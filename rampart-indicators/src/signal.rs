//! Indicator-backed implementation of the [`SignalProvider`] collaborator.

use rampart_broker::SignalProvider;
use rampart_core::{IndicatorValues, Price, VolatilityFeatures};

use crate::core::{Indicator, IndicatorResult};
use crate::indicators::{BollingerWidth, Macd, Rsi};

/// Default signal provider built from streaming indicators.
///
/// The volatility forecast is a realized-volatility proxy: a `k = 2` Bollinger width spans four
/// relative deviations, so `100 * width / 4` expresses one deviation on the 0-100 scale.
#[derive(Clone, Debug)]
pub struct TechnicalSignalProvider {
    rsi_period: usize,
    macd_periods: (usize, usize, usize),
    bollinger_period: usize,
    bollinger_multiplier: f64,
}

impl TechnicalSignalProvider {
    pub fn new(
        rsi_period: usize,
        macd_periods: (usize, usize, usize),
        bollinger_period: usize,
        bollinger_multiplier: f64,
    ) -> IndicatorResult<Self> {
        // Validate eagerly so later replays cannot fail on configuration.
        Rsi::new(rsi_period)?;
        Macd::new(macd_periods.0, macd_periods.1, macd_periods.2)?;
        BollingerWidth::new(bollinger_period, bollinger_multiplier)?;
        Ok(Self {
            rsi_period,
            macd_periods,
            bollinger_period,
            bollinger_multiplier,
        })
    }
}

impl Default for TechnicalSignalProvider {
    fn default() -> Self {
        Self {
            rsi_period: 14,
            macd_periods: (12, 26, 9),
            bollinger_period: 20,
            bollinger_multiplier: 2.0,
        }
    }
}

impl SignalProvider for TechnicalSignalProvider {
    fn indicators(&self, closes: &[Price]) -> Option<IndicatorValues> {
        let rsi = Rsi::new(self.rsi_period).ok()?.last_over(closes)?;
        let (fast, slow, signal) = self.macd_periods;
        let macd = Macd::new(fast, slow, signal).ok()?.last_over(closes)?;
        let values = IndicatorValues {
            rsi,
            macd: macd.macd,
            macd_signal: macd.signal,
        };
        (values.rsi.is_finite() && values.macd.is_finite() && values.macd_signal.is_finite())
            .then_some(values)
    }

    fn forecast_volatility(&self, features: &VolatilityFeatures) -> Option<f64> {
        let width = features.bollinger_width;
        if !width.is_finite() || width < 0.0 {
            return None;
        }
        let spread_multiplier = 2.0 * self.bollinger_multiplier;
        if spread_multiplier <= 0.0 {
            return None;
        }
        let forecast = 100.0 * width / spread_multiplier;
        forecast.is_finite().then_some(forecast)
    }

    fn bollinger_width(&self, closes: &[Price]) -> Option<f64> {
        BollingerWidth::new(self.bollinger_period, self.bollinger_multiplier)
            .ok()?
            .last_over(closes)
    }
}

#[cfg(test)]
mod tests {
    use super::*;

    fn trending(len: usize) -> Vec<f64> {
        (0..len)
            .map(|i| 100.0 + i as f64 + if i % 2 == 0 { 0.5 } else { -0.5 })
            .collect()
    }

    #[test]
    fn indicators_require_enough_history() {
        let provider = TechnicalSignalProvider::default();
        assert!(provider.indicators(&trending(20)).is_none());
        let values = provider.indicators(&trending(60)).unwrap();
        assert!(values.rsi > 50.0);
        assert!(values.macd > 0.0);
    }

    #[test]
    fn forecast_scales_bollinger_width() {
        let provider = TechnicalSignalProvider::default();
        let features = VolatilityFeatures {
            bollinger_width: 0.4,
            ..VolatilityFeatures::default()
        };
        let forecast = provider.forecast_volatility(&features).unwrap();
        assert!((forecast - 10.0).abs() < 1e-12);

        let broken = VolatilityFeatures {
            bollinger_width: f64::NAN,
            ..VolatilityFeatures::default()
        };
        assert!(provider.forecast_volatility(&broken).is_none());
    }

    #[test]
    fn bollinger_width_matches_indicator() {
        let provider = TechnicalSignalProvider::new(14, (12, 26, 9), 4, 2.0).unwrap();
        let width = provider.bollinger_width(&[8.0, 12.0, 8.0, 12.0]).unwrap();
        assert!((width - 0.8).abs() < 1e-12);
    }

    #[test]
    fn invalid_configuration_is_rejected() {
        assert!(TechnicalSignalProvider::new(0, (12, 26, 9), 20, 2.0).is_err());
        assert!(TechnicalSignalProvider::new(14, (26, 12, 9), 20, 2.0).is_err());
    }
}
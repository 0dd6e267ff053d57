use std::sync::Arc;

use async_trait::async_trait;
use rampart_core::MarketSnapshot;
use tracing::warn;

use crate::{MarketSnapshotProvider, ProviderError, ProviderResult};

/// Snapshot provider that tries a prioritized list of providers and returns the first success.
///
/// A fetch only fails when every provider failed. The reported error is the first transient one
/// so that callers keep retrying while any venue may still recover.
pub struct FailoverProvider {
    providers: Vec<Arc<dyn MarketSnapshotProvider>>,
    name: String,
}

impl FailoverProvider {
    pub fn new(providers: Vec<Arc<dyn MarketSnapshotProvider>>) -> ProviderResult<Self> {
        if providers.is_empty() {
            return Err(ProviderError::InvalidRequest(
                "failover provider requires at least one provider".into(),
            ));
        }
        let name = providers
            .iter()
            .map(|provider| provider.name())
            .collect::<Vec<_>>()
            .join("|");
        Ok(Self { providers, name })
    }

    #[must_use]
    pub fn len(&self) -> usize {
        self.providers.len()
    }

    #[must_use]
    pub fn is_empty(&self) -> bool {
        self.providers.is_empty()
    }
}

#[async_trait]
impl MarketSnapshotProvider for FailoverProvider {
    fn name(&self) -> &str {
        &self.name
    }

    async fn fetch(&self, quote_currency: &str) -> ProviderResult<Vec<MarketSnapshot>> {
        let mut first_transient: Option<ProviderError> = None;
        let mut last_error: Option<ProviderError> = None;
        for provider in &self.providers {
            match provider.fetch(quote_currency).await {
                Ok(snapshots) => return Ok(snapshots),
                Err(err) => {
                    warn!(provider = provider.name(), error = %err, "snapshot provider failed");
                    if err.is_transient() && first_transient.is_none() {
                        first_transient = Some(err);
                    } else {
                        last_error = Some(err);
                    }
                }
            }
        }
        Err(first_transient
            .or(last_error)
            .unwrap_or_else(|| ProviderError::Other("no providers configured".into())))
    }
}

#[cfg(test)]
mod tests {
    use std::sync::atomic::{AtomicUsize, Ordering};

    use super::*;

    struct Fixed {
        name: &'static str,
        outcome: fn() -> ProviderResult<Vec<MarketSnapshot>>,
        calls: AtomicUsize,
    }

    impl Fixed {
        fn new(name: &'static str, outcome: fn() -> ProviderResult<Vec<MarketSnapshot>>) -> Arc<Self> {
            Arc::new(Self {
                name,
                outcome,
                calls: AtomicUsize::new(0),
            })
        }
    }

    #[async_trait]
    impl MarketSnapshotProvider for Fixed {
        fn name(&self) -> &str {
            self.name
        }

        async fn fetch(&self, _quote_currency: &str) -> ProviderResult<Vec<MarketSnapshot>> {
            self.calls.fetch_add(1, Ordering::SeqCst);
            (self.outcome)()
        }
    }

    fn one_market() -> ProviderResult<Vec<MarketSnapshot>> {
        Ok(vec![MarketSnapshot {
            symbol: "ETH/EUR".into(),
            active: true,
            ..MarketSnapshot::default()
        }])
    }

    #[tokio::test]
    async fn returns_first_successful_provider() {
        let primary = Fixed::new("primary", || Err(ProviderError::Transport("down".into())));
        let secondary = Fixed::new("secondary", one_market);
        let tertiary = Fixed::new("tertiary", one_market);
        let failover = FailoverProvider::new(vec![
            primary.clone() as Arc<dyn MarketSnapshotProvider>,
            secondary.clone() as Arc<dyn MarketSnapshotProvider>,
            tertiary.clone() as Arc<dyn MarketSnapshotProvider>,
        ])
        .unwrap();

        let snapshots = failover.fetch("EUR").await.unwrap();
        assert_eq!(snapshots.len(), 1);
        assert_eq!(primary.calls.load(Ordering::SeqCst), 1);
        assert_eq!(secondary.calls.load(Ordering::SeqCst), 1);
        assert_eq!(tertiary.calls.load(Ordering::SeqCst), 0);
        assert_eq!(failover.name(), "primary|secondary|tertiary");
    }

    #[tokio::test]
    async fn prefers_transient_error_when_all_fail() {
        let auth = Fixed::new("auth", || Err(ProviderError::Authentication("key".into())));
        let flaky = Fixed::new("flaky", || Err(ProviderError::Timeout("slow".into())));
        let failover = FailoverProvider::new(vec![
            auth as Arc<dyn MarketSnapshotProvider>,
            flaky as Arc<dyn MarketSnapshotProvider>,
        ])
        .unwrap();
        let err = failover.fetch("EUR").await.unwrap_err();
        assert!(err.is_transient());
    }

    #[test]
    fn rejects_empty_provider_list() {
        assert!(FailoverProvider::new(Vec::new()).is_err());
    }
}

### EXERCISE BRIEF
Above are records; repeat only the lines starting at the line with "impl MarketSnapshotProvider for Fixed" and ending at the line with "secondary.clone() as Arc<dyn", exactly as they appear, both included.

### REPLY TO THE TASK
    impl MarketSnapshotProvider for Fixed {
        fn name(&self) -> &str {
            self.name
        }

        async fn fetch(&self, _quote_currency: &str) -> ProviderResult<Vec<MarketSnapshot>> {
            self.calls.fetch_add(1, Ordering::SeqCst);
            (self.outcome)()
        }
    }

    fn one_market() -> ProviderResult<Vec<MarketSnapshot>> {
        Ok(vec![MarketSnapshot {
            symbol: "ETH/EUR".into(),
            active: true,
            ..MarketSnapshot::default()
        }])
    }

    #[tokio::test]
    async fn returns_first_successful_provider() {
        let primary = Fixed::new("primary", || Err(ProviderError::Transport("down".into())));
        let secondary = Fixed::new("secondary", one_market);
        let tertiary = Fixed::new("tertiary", one_market);
        let failover = FailoverProvider::new(vec![
            primary.clone() as Arc<dyn MarketSnapshotProvider>,
            secondary.clone() as Arc<dyn MarketSnapshotProvider>,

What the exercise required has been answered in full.